From the records below, copy out exactly the lines from the one containing "does not exist." to the one containing "COALESCE(SUM(ticket_count) FILTER (WHERE", both included. Add nothing else.

Collected data entries
<<<<
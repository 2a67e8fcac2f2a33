//! Purchase administration store.
//!
//! Read and verification operations for the back office: listing purchases,
//! moving them through payment verification, and the dashboard summary.
//! Creation goes through the transactional commit path, never through this
//! store.

use crate::rows::{self, db_error};
use rifa_core::{Money, Purchase, PurchaseId, PurchaseStatus, RaffleId, StoreError};
use sqlx::PgPool;

/// Aggregate numbers for the admin dashboard.
#[derive(Debug, Clone, Copy, PartialEq, Eq)]
pub struct SalesSummary {
    /// Total raffles ever created
    pub total_raffles: u64,
    /// Tickets across verified purchases
    pub verified_tickets: u64,
    /// Revenue across verified purchases
    pub verified_revenue: Money,
}

/// `PostgreSQL`-backed purchase store.
pub struct PostgresPurchaseStore {
    pool: PgPool,
}

impl PostgresPurchaseStore {
    /// Create a store over the given connection pool.
    #[must_use]
    pub const fn new(pool: PgPool) -> Self {
        Self { pool }
    }

    /// Access the underlying connection pool.
    #[must_use]
    pub const fn pool(&self) -> &PgPool {
        &self.pool
    }

    /// Fetch a purchase by id.
    ///
    /// # Errors
    ///
    /// Returns [`StoreError`] if the query fails or the row is corrupt.
    pub async fn find(&self, id: PurchaseId) -> Result<Option<Purchase>, StoreError> {
        let row = sqlx::query(
            r"
            SELECT id, raffle_id, buyer_name, buyer_phone, amount, ticket_count,
                   payment_method, status, transaction_id, ticket_numbers,
                   receipt_url, receipt_storage_id, created_at, updated_at
            FROM purchases
            WHERE id = $1
            ",
        )
        .bind(id.as_uuid())
        .fetch_optional(&self.pool)
        .await
        .map_err(db_error)?;

        row.as_ref().map(rows::row_to_purchase).transpose()
    }

    /// List all purchases, newest first.
    ///
    /// # Errors
    ///
    /// Returns [`StoreError`] if the query fails or a row is corrupt.
    pub async fn list(&self) -> Result<Vec<Purchase>, StoreError> {
        let rows = sqlx::query(
            r"
            SELECT id, raffle_id, buyer_name, buyer_phone, amount, ticket_count,
                   payment_method, status, transaction_id, ticket_numbers,
                   receipt_url, receipt_storage_id, created_at, updated_at
            FROM purchases
            ORDER BY created_at DESC
            ",
        )
        .fetch_all(&self.pool)
        .await
        .map_err(db_error)?;

        rows.iter().map(rows::row_to_purchase).collect()
    }

    /// List the purchases of one raffle, newest first.
    ///
    /// # Errors
    ///
    /// Returns [`StoreError`] if the query fails or a row is corrupt.
    pub async fn list_for_raffle(&self, raffle_id: RaffleId) -> Result<Vec<Purchase>, StoreError> {
        let rows = sqlx::query(
            r"
            SELECT id, raffle_id, buyer_name, buyer_phone, amount, ticket_count,
                   payment_method, status, transaction_id, ticket_numbers,
                   receipt_url, receipt_storage_id, created_at, updated_at
            FROM purchases
            WHERE raffle_id = $1
            ORDER BY created_at DESC
            ",
        )
        .bind(raffle_id.as_uuid())
        .fetch_all(&self.pool)
        .await
        .map_err(db_error)?;

        rows.iter().map(rows::row_to_purchase).collect()
    }

    /// Move a purchase to a new verification status and return the new
    /// state, or `None` if the purchase does not exist.
    ///
    /// Rejecting a purchase does NOT return its ticket numbers to the pool:
    /// the ticket rows stay in place so a disputed payment can never race a
    /// resale of the same number.
    ///
    /// # Errors
    ///
    /// Returns [`StoreError`] if the update fails.
    pub async fn set_status(
        &self,
        id: PurchaseId,
        status: PurchaseStatus,
    ) -> Result<Option<Purchase>, StoreError> {
        let row = sqlx::query(
            r"
            UPDATE purchases
            SET status = $2, updated_at = now()
            WHERE id = $1
            RETURNING id, raffle_id, buyer_name, buyer_phone, amount, ticket_count,
                      payment_method, status, transaction_id, ticket_numbers,
                      receipt_url, receipt_storage_id, created_at, updated_at
            ",
        )
        .bind(id.as_uuid())
        .bind(status.as_str())
        .fetch_optional(&self.pool)
        .await
        .map_err(db_error)?;

        if row.is_some() {
            tracing::info!(purchase_id = %id, status = status.as_str(), "purchase status updated");
        }

        row.as_ref().map(rows::row_to_purchase).transpose()
    }

    /// Dashboard summary: raffle count plus verified ticket and revenue
    /// totals.
    ///
    /// # Errors
    ///
    /// Returns [`StoreError`] if the query fails.
    pub async fn summary(&self) -> Result<SalesSummary, StoreError> {
        let (total_raffles, verified_tickets, verified_revenue): (i64, i64, i64) = sqlx::query_as(
            r"
            SELECT
                (SELECT COUNT(*) FROM raffles),
                COALESCE(SUM(ticket_count) FILTER (WHERE status = 'verified'), 0)::BIGINT,
                COALESCE(SUM(amount) FILTER (WHERE status = 'verified'), 0)::BIGINT
            FROM purchases
            ",
        )
        .fetch_one(&self.pool)
        .await
        .map_err(db_error)?;

        Ok(SalesSummary {
            total_raffles: u64::try_from(total_raffles)
                .map_err(|e| StoreError::Decode(format!("raffle count overflow: {e}")))?,
            verified_tickets: u64::try_from(verified_tickets)
                .map_err(|e| StoreError::Decode(format!("ticket total overflow: {e}")))?,
            verified_revenue: u64::try_from(verified_revenue)
                .map(Money::from_cents)
                .map_err(|e| StoreError::Decode(format!("revenue overflow: {e}")))?,
        })
    }
}
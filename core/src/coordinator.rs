//! Purchase commit coordinator.
//!
//! Drives one purchase through its single-pass sequence: load the raffle,
//! check it is open, reserve the requested numbers, persist the purchase
//! record, then bump the raffle's sold counter (ending the raffle in the
//! same step when the pool is exhausted). There are no branching states and
//! no internal retries beyond the allocator's own bounded loop.
//!
//! The coordinator runs entirely inside a caller-owned transactional scope
//! and performs no side effects outside it — payment-proof upload happens
//! strictly before it is invoked. On any failure the caller rolls the scope
//! back, which also discards every ticket row the allocator persisted during
//! this call: a purchase and its numbers are never observed partially.

use crate::allocator::{self, AllocatorPolicy};
use crate::error::CommitError;
use crate::store::{PurchaseInsert, PurchaseUnitOfWork};
use crate::types::{Purchase, PurchaseInput, RaffleStatus};

/// Commit a purchase inside the caller's transactional scope.
///
/// On success the returned [`Purchase`] and all of its ticket rows have been
/// written through `uow`; they become visible when the caller commits the
/// scope.
///
/// # Errors
///
/// - [`CommitError::InvalidQuantity`] — zero tickets requested
/// - [`CommitError::RaffleNotFound`] — no raffle with the given id
/// - [`CommitError::RaffleClosed`] — the raffle has ended
/// - [`CommitError::InsufficientAvailability`] — the pool cannot cover the
///   request
/// - [`CommitError::AllocationExhausted`] — draw budget exhausted under
///   contention (transient; the buyer can retry)
/// - [`CommitError::DuplicateTransactionId`] — the payment reference was
///   already used
/// - [`CommitError::Storage`] — unexpected backend failure
#[tracing::instrument(
    skip(uow, policy, input),
    fields(raffle_id = %input.raffle_id, ticket_count = input.ticket_count)
)]
pub async fn commit<U>(
    uow: &mut U,
    policy: &AllocatorPolicy,
    input: PurchaseInput,
) -> Result<Purchase, CommitError>
where
    U: PurchaseUnitOfWork + ?Sized,
{
    if input.ticket_count == 0 {
        return Err(CommitError::InvalidQuantity);
    }

    let raffle = uow
        .find_raffle(input.raffle_id)
        .await?
        .ok_or(CommitError::RaffleNotFound(input.raffle_id))?;

    if !raffle.is_open() {
        return Err(CommitError::RaffleClosed(raffle.id));
    }

    let numbers = allocator::reserve(
        uow,
        raffle.id,
        input.ticket_count,
        raffle.total_tickets,
        raffle.number_width(),
        policy,
    )
    .await?;

    let purchase = Purchase::from_input(input, numbers);
    match uow.insert_purchase(&purchase).await? {
        PurchaseInsert::Inserted => {}
        PurchaseInsert::DuplicateTransaction => {
            return Err(CommitError::DuplicateTransactionId(purchase.transaction_id));
        }
    }

    let updated = uow.record_sale(raffle.id, purchase.ticket_count).await?;

    metrics::counter!("raffle.purchase.committed").increment(1);
    tracing::info!(
        purchase_id = %purchase.id,
        tickets = purchase.ticket_count,
        tickets_sold = updated.tickets_sold,
        ended = matches!(updated.status, RaffleStatus::Ended),
        "purchase committed"
    );

    Ok(purchase)
}

#[cfg(test)]
#[allow(clippy::unwrap_used, clippy::expect_used, clippy::panic)] // Test code can use unwrap/expect/panic
mod tests {
    use super::*;
    use crate::memory::MemoryStore;
    use crate::types::{
        Money, NewRaffle, PaymentMethod, PaymentProof, PurchaseStatus, Raffle, RaffleId,
        TicketNumber,
    };
    use chrono::Utc;
    use std::collections::HashSet;

    fn raffle(total_tickets: u32) -> Raffle {
        Raffle::new(NewRaffle {
            title: "Weekend raffle".to_string(),
            description: Some("One winner takes all".to_string()),
            ticket_price: Money::from_cents(250),
            total_tickets,
            min_tickets_per_purchase: 1,
            prize_image_url: None,
            ends_at: Utc::now() + chrono::Duration::days(3),
        })
        .expect("valid raffle input")
    }

    fn input(raffle_id: RaffleId, ticket_count: u32, reference: &str) -> PurchaseInput {
        PurchaseInput {
            buyer_name: "Maria Perez".to_string(),
            buyer_phone: "+58 412 5550123".to_string(),
            raffle_id,
            amount: Money::from_cents(250 * u64::from(ticket_count)),
            ticket_count,
            payment_method: PaymentMethod::Transfer,
            transaction_id: reference.to_string(),
            receipt: PaymentProof {
                url: "https://media.example/receipts/abc.jpg".to_string(),
                storage_id: "receipts/abc".to_string(),
            },
        }
    }

    #[tokio::test]
    async fn buying_the_whole_pool_closes_the_raffle() {
        let raffle = raffle(10);
        let raffle_id = raffle.id;
        let mut store = MemoryStore::new();
        store.insert_raffle(raffle);

        let purchase = commit(
            &mut store,
            &AllocatorPolicy::default(),
            input(raffle_id, 10, "ref-001"),
        )
        .await
        .expect("full-pool purchase should succeed");

        assert_eq!(purchase.ticket_count, 10);
        assert_eq!(purchase.ticket_numbers.len(), 10);
        assert_eq!(purchase.status, PurchaseStatus::Pending);
        let distinct: HashSet<&str> = purchase
            .ticket_numbers
            .iter()
            .map(TicketNumber::as_str)
            .collect();
        assert_eq!(distinct.len(), 10);

        let updated = store.raffle(raffle_id).unwrap();
        assert_eq!(updated.tickets_sold, 10);
        assert_eq!(updated.status, RaffleStatus::Ended);
    }

    #[tokio::test]
    async fn ended_raffle_rejects_purchases() {
        let mut raffle = raffle(5);
        let raffle_id = raffle.id;
        raffle.tickets_sold = 5;
        raffle.status = RaffleStatus::Ended;
        let mut store = MemoryStore::new();
        store.insert_raffle(raffle);

        let result = commit(
            &mut store,
            &AllocatorPolicy::default(),
            input(raffle_id, 1, "ref-002"),
        )
        .await;

        assert!(matches!(result, Err(CommitError::RaffleClosed(id)) if id == raffle_id));
        assert!(store.purchases().is_empty());
    }

    #[tokio::test]
    async fn unknown_raffle_is_reported() {
        let mut store = MemoryStore::new();
        let missing = RaffleId::new();

        let result = commit(
            &mut store,
            &AllocatorPolicy::default(),
            input(missing, 1, "ref-003"),
        )
        .await;

        assert!(matches!(result, Err(CommitError::RaffleNotFound(id)) if id == missing));
    }

    #[tokio::test]
    async fn zero_tickets_is_rejected_before_any_storage_access() {
        let mut store = MemoryStore::new();

        let result = commit(
            &mut store,
            &AllocatorPolicy::default(),
            input(RaffleId::new(), 0, "ref-004"),
        )
        .await;

        assert!(matches!(result, Err(CommitError::InvalidQuantity)));
    }

    #[tokio::test]
    async fn duplicate_payment_reference_fails_the_second_purchase() {
        let raffle = raffle(100);
        let raffle_id = raffle.id;
        let mut store = MemoryStore::new();
        store.insert_raffle(raffle);

        commit(
            &mut store,
            &AllocatorPolicy::default(),
            input(raffle_id, 3, "ref-005"),
        )
        .await
        .expect("first purchase should succeed");

        let result = commit(
            &mut store,
            &AllocatorPolicy::default(),
            input(raffle_id, 2, "ref-005"),
        )
        .await;

        assert!(matches!(
            result,
            Err(CommitError::DuplicateTransactionId(ref reference)) if reference == "ref-005"
        ));
        // Only the first purchase exists and only its sale was recorded.
        assert_eq!(store.purchases().len(), 1);
        assert_eq!(store.raffle(raffle_id).unwrap().tickets_sold, 3);
    }

    #[tokio::test]
    async fn paused_raffle_still_commits() {
        let mut raffle = raffle(20);
        let raffle_id = raffle.id;
        raffle.status = RaffleStatus::Paused;
        let mut store = MemoryStore::new();
        store.insert_raffle(raffle);

        let purchase = commit(
            &mut store,
            &AllocatorPolicy::default(),
            input(raffle_id, 2, "ref-006"),
        )
        .await
        .expect("paused raffle should still accept an in-flight purchase");

        assert_eq!(purchase.ticket_numbers.len(), 2);
        assert_eq!(store.raffle(raffle_id).unwrap().tickets_sold, 2);
    }

    #[tokio::test]
    async fn insufficient_pool_reports_remaining_and_persists_nothing() {
        let raffle = raffle(100);
        let raffle_id = raffle.id;
        let width = raffle.number_width();
        let mut store = MemoryStore::new();
        store.insert_raffle(raffle);
        store.preassign(raffle_id, (0..98).map(|n| TicketNumber::format(n, width)));

        let result = commit(
            &mut store,
            &AllocatorPolicy::default(),
            input(raffle_id, 5, "ref-007"),
        )
        .await;

        match result {
            Err(CommitError::InsufficientAvailability {
                requested,
                remaining,
            }) => {
                assert_eq!(requested, 5);
                assert_eq!(remaining, 2);
            }
            other => panic!("expected InsufficientAvailability, got {other:?}"),
        }
        assert!(store.purchases().is_empty());
        assert_eq!(store.ticket_count(raffle_id), 98);
    }
}
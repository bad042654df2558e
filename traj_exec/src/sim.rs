//! # Closed-loop simulation
//!
//! Runs the controller, kinematics and odometry against a trajectory with
//! ideal actuators: every module achieves exactly the state it was commanded
//! and the gyro reads exactly the commanded rotation.
//!
//! Each tick senses first and then controls, so the odometry at a tick
//! reflects the commands issued on the previous tick:
//!
//!  1. Integrate the simulated gyro with the previous rotation rate.
//!  2. Update odometry with the previous module states.
//!  3. Calculate the field-relative demand and rotate it into the robot
//!     frame.
//!  4. Convert the demand into module states, desaturating if configured.
//!  5. Record the tick.

// ---------------------------------------------------------------------------
// IMPORTS
// ---------------------------------------------------------------------------

// External
use log::{debug, info, trace, warn};
use serde::Serialize;

// Internal
use crate::geom::{Pose, Rotation};
use crate::loc::SwerveOdometry;
use crate::loco_ctrl::{desaturate_module_speeds, ModuleStateSet, SwerveKinematics};
use crate::traj_ctrl::{AxisController, ControllerDiagnostics, HolonomicController, PidController};
use crate::trajectory::{Trajectory, TrajectoryState};

// ---------------------------------------------------------------------------
// CONSTANTS
// ---------------------------------------------------------------------------

/// Most ticks a fixed control period may produce for one run.
pub const MAX_FIXED_PERIOD_TICKS: usize = 10_000_000;

// ---------------------------------------------------------------------------
// DATA STRUCTURES
// ---------------------------------------------------------------------------

/// Parameters of the simulation.
#[derive(Debug, Clone)]
pub struct Params {
    /// If set, the controller runs at this fixed period, sampling the
    /// trajectory between its states. Otherwise one tick is run per
    /// trajectory state.
    ///
    /// Units: seconds
    pub control_period_s: Option<f64>,

    /// If true module speeds are scaled down to `max_module_speed_ms`.
    pub desaturate: bool,

    /// Units: meters/second
    pub max_module_speed_ms: f64,
}

/// A single tick of the simulation.
///
/// Flat so it can be archived as one CSV row.
#[derive(Debug, Copy, Clone, Serialize)]
pub struct SimRecord {
    pub time_s: f64,

    pub traj_x_m: f64,
    pub traj_y_m: f64,
    pub traj_vel_ms: f64,
    pub traj_heading_rad: f64,

    /// Field-relative demand from the controller
    pub hc_vx_ms: f64,
    pub hc_vy_ms: f64,
    pub hc_omega_rads: f64,

    pub odom_x_m: f64,
    pub odom_y_m: f64,
    pub odom_heading_rad: f64,

    /// Odometry minus reference X
    pub x_error_m: f64,

    /// Odometry minus reference Y
    pub y_error_m: f64,

    /// True if the module speeds were desaturated on this tick.
    pub desaturated: bool,
}

/// Result of a simulation run.
#[derive(Debug, Clone)]
pub struct SimOutput {
    pub records: Vec<SimRecord>,

    pub diagnostics: ControllerDiagnostics,

    /// Odometry pose at the last tick
    pub final_pose: Pose,

    /// Time of the last tick
    pub total_time_s: f64,
}

/// Simulation of the full control loop.
pub struct ClosedLoopSim<C: AxisController = PidController> {
    kinematics: SwerveKinematics,
    odometry: SwerveOdometry,
    controller: HolonomicController<C>,
    params: Params,
}

// ---------------------------------------------------------------------------
// IMPLEMENTATIONS
// ---------------------------------------------------------------------------

impl Default for Params {
    fn default() -> Self {
        Self {
            control_period_s: None,
            desaturate: false,
            max_module_speed_ms: f64::INFINITY,
        }
    }
}

impl<C: AxisController> ClosedLoopSim<C> {
    pub fn new(
        kinematics: SwerveKinematics,
        odometry: SwerveOdometry,
        controller: HolonomicController<C>,
        params: Params,
    ) -> Self {
        Self {
            kinematics,
            odometry,
            controller,
            params,
        }
    }

    pub fn controller(&self) -> &HolonomicController<C> {
        &self.controller
    }

    pub fn odometry(&self) -> &SwerveOdometry {
        &self.odometry
    }

    /// Run the loop over the whole trajectory.
    ///
    /// The robot starts stationary at the odometry's current pose, with the
    /// gyro reading that pose's heading.
    pub fn run(&mut self, trajectory: &Trajectory) -> SimOutput {
        let refs = self.reference_states(trajectory);

        info!(
            "Simulating {} ticks over {:.3} s of trajectory",
            refs.len(),
            trajectory.total_time_s()
        );

        let mut heading = self.odometry.pose().rotation;
        let mut prev_states = ModuleStateSet::default();
        let mut prev_omega_rads = 0.0;
        let mut prev_time_s: Option<f64> = None;

        let mut records = Vec::with_capacity(refs.len());

        for reference in refs.iter() {
            let time_s = reference.time_s;

            // Gyro
            if let Some(t0) = prev_time_s {
                if time_s > t0 {
                    heading = heading + Rotation::from_radians(prev_omega_rads * (time_s - t0));
                }
            }

            // Odometry
            let pose = self.odometry.update(time_s, heading, &prev_states);

            // Control
            let dem = self.controller.calculate(&pose, reference);
            let dem_rb = dem.to_robot_relative(&heading);

            let mut states = self.kinematics.to_module_states(&dem_rb);
            let desaturated = self.params.desaturate
                && desaturate_module_speeds(&mut states, self.params.max_module_speed_ms);

            if desaturated {
                trace!("Module speeds desaturated at {:.3} s", time_s);
            }

            records.push(SimRecord {
                time_s,
                traj_x_m: reference.pose.x_m(),
                traj_y_m: reference.pose.y_m(),
                traj_vel_ms: reference.velocity_ms,
                traj_heading_rad: reference.pose.heading_rad(),
                hc_vx_ms: dem.vx_ms,
                hc_vy_ms: dem.vy_ms,
                hc_omega_rads: dem.omega_rads,
                odom_x_m: pose.x_m(),
                odom_y_m: pose.y_m(),
                odom_heading_rad: pose.heading_rad(),
                x_error_m: pose.x_m() - reference.pose.x_m(),
                y_error_m: pose.y_m() - reference.pose.y_m(),
                desaturated,
            });

            // The achieved rotation rate may differ from the demand after
            // desaturation
            prev_omega_rads = self.kinematics.to_chassis_velocity(&states).omega_rads;
            prev_states = states;
            prev_time_s = Some(prev_time_s.map_or(time_s, |t0| t0.max(time_s)));
        }

        let diagnostics = self.controller.diagnostics();
        let final_pose = self.odometry.pose();

        debug!("Simulation diagnostics: {:?}", diagnostics);

        SimOutput {
            total_time_s: records.last().map_or(0.0, |r| r.time_s),
            records,
            diagnostics,
            final_pose,
        }
    }

    /// The reference state for every tick.
    fn reference_states(&self, trajectory: &Trajectory) -> Vec<TrajectoryState> {
        match self.params.control_period_s {
            Some(period_s) if period_s > 0.0 => {
                let t0 = trajectory.states()[0].time_s;
                let span_s = trajectory.total_time_s() - t0;

                // Small tolerance so the final state isn't lost to rounding
                let num_periods = (span_s / period_s + 1e-9).floor();

                if !(num_periods < MAX_FIXED_PERIOD_TICKS as f64) {
                    warn!(
                        "A control period of {} s over {:.3} s needs more than {} ticks, \
                         running one tick per trajectory state instead",
                        period_s, span_s, MAX_FIXED_PERIOD_TICKS
                    );
                    return trajectory.states().to_vec();
                }

                (0..num_periods as usize + 1)
                    .map(|i| trajectory.sample(t0 + i as f64 * period_s))
                    .collect()
            }
            _ => trajectory.states().to_vec(),
        }
    }
}

// ---------------------------------------------------------------------------
// TESTS
// ---------------------------------------------------------------------------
>>>>
SOLVED EXERCISE
    /// state, or `None` if the purchase does not exist.
    ///
    /// Rejecting a purchase does NOT return its ticket numbers to the pool:
    /// the ticket rows stay in place so a disputed payment can never race a
    /// resale of the same number.
    ///
    /// # Errors
    ///
    /// Returns [`StoreError`] if the update fails.
    pub async fn set_status(
        &self,
        id: PurchaseId,
        status: PurchaseStatus,
    ) -> Result<Option<Purchase>, StoreError> {
        let row = sqlx::query(
            r"
            UPDATE purchases
            SET status = $2, updated_at = now()
            WHERE id = $1
            RETURNING id, raffle_id, buyer_name, buyer_phone, amount, ticket_count,
                      payment_method, status, transaction_id, ticket_numbers,
                      receipt_url, receipt_storage_id, created_at, updated_at
            ",
        )
        .bind(id.as_uuid())
        .bind(status.as_str())
        .fetch_optional(&self.pool)
        .await
        .map_err(db_error)?;

        if row.is_some() {
            tracing::info!(purchase_id = %id, status = status.as_str(), "purchase status updated");
        }

        row.as_ref().map(rows::row_to_purchase).transpose()
    }

    /// Dashboard summary: raffle count plus verified ticket and revenue
    /// totals.
    ///
    /// # Errors
    ///
    /// Returns [`StoreError`] if the query fails.
    pub async fn summary(&self) -> Result<SalesSummary, StoreError> {
        let (total_raffles, verified_tickets, verified_revenue): (i64, i64, i64) = sqlx::query_as(
            r"
            SELECT
                (SELECT COUNT(*) FROM raffles),
                COALESCE(SUM(ticket_count) FILTER (WHERE status = 'verified'), 0)::BIGINT,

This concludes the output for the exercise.